Until the end of the season, Darden ordered that Furcal not participate in any Braves celebrations, that he be confined to his home or hotel except while playing, and that he be monitored around the clock. The Braves have agreed to appoint someone to monitor him and a probation officer will be able to check in on him at any time. Darden commended Furcal for admitting he had a drinking problem and for seeking treatment.
Furcal, dressed in an athletic jacket, did not speak to the media. After the hearing, defense attorney William Head said an agreement was being worked on with Atlanta prosecutors so that his client will not serve any more time behind bars for the Sept. 10 offense. Cobb officials said Furcal’s travel schedule made him ineligible for the standard work release program.

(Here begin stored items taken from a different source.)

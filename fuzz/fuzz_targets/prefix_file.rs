#![no_main]

use evpipe_proc::lpm::parse_prefix_file;
use libfuzzer_sys::fuzz_target;

fuzz_target!(|data: &[u8]| {
    let Ok(content) = std::str::from_utf8(data) else {
        return;
    };
    let table = parse_prefix_file(content);
    assert_eq!(table.tree.len(), table.loaded);

    for query in ["10.0.0.1", "::1", "192.168.0.0/16", "2001:db8::/48"] {
        let _ = table.tree.find(query);
    }
});
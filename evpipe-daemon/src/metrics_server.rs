//! Prometheus metrics HTTP server.
//!
//! Uses the built-in HTTP listener from `metrics-exporter-prometheus`.
//! Stage counters, LPM reload metrics and codec error counters
//! recorded by the stage crates become scrapeable once installed.

use std::net::SocketAddr;

use anyhow::Result;
use evpipe_core::config::MetricsConfig;
use evpipe_core::metrics as m;
use metrics_exporter_prometheus::{Matcher, PrometheusBuilder};

/// Install the global metrics recorder and start the HTTP listener.
///
/// Must be called from within a tokio runtime, at most once per process.
///
/// # Errors
///
/// - The listen address does not parse
/// - Global recorder is already installed
pub fn install_metrics_recorder(config: &MetricsConfig) -> Result<()> {
    let addr: SocketAddr = format!("{}:{}", config.listen_addr, config.port)
        .parse()
        .map_err(|e| anyhow::anyhow!("invalid metrics listen address: {}", e))?;

    if addr.ip().is_unspecified() {
        tracing::warn!(
            listen_addr = %addr,
            "metrics endpoint is exposed on all interfaces; restrict listen_addr in untrusted networks"
        );
    }

    tracing::info!(listen_addr = %addr, "installing Prometheus metrics recorder");

    PrometheusBuilder::new()
        .with_http_listener(addr)
        .set_buckets_for_metric(
            Matcher::Full(m::LPM_RELOAD_DURATION_SECONDS.to_owned()),
            m::RELOAD_DURATION_BUCKETS,
        )
        .map_err(|e| anyhow::anyhow!("invalid histogram buckets: {}", e))?
        .install()
        .map_err(|e| anyhow::anyhow!("failed to install metrics recorder: {}", e))?;

    m::describe_all();

    tracing::info!(listen_addr = %addr, "Prometheus metrics endpoint active");
    Ok(())
}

As a Braves fan, I’m glad to see the team and its are not going to be punished for Furcal’s indiscretions. And I’ve got mixed feelings about the way we handle DUI cases, anyway. This does seem to be part of a growing trend, though, of athletes getting special treatment by judges, such as the decision to let Ravens running back Jamal Lewis serve his six month sentence in his federal drug conspiracy case over the offseason. One wonders if such dispensations are given to non-celebrities whose work schedule is seasonal.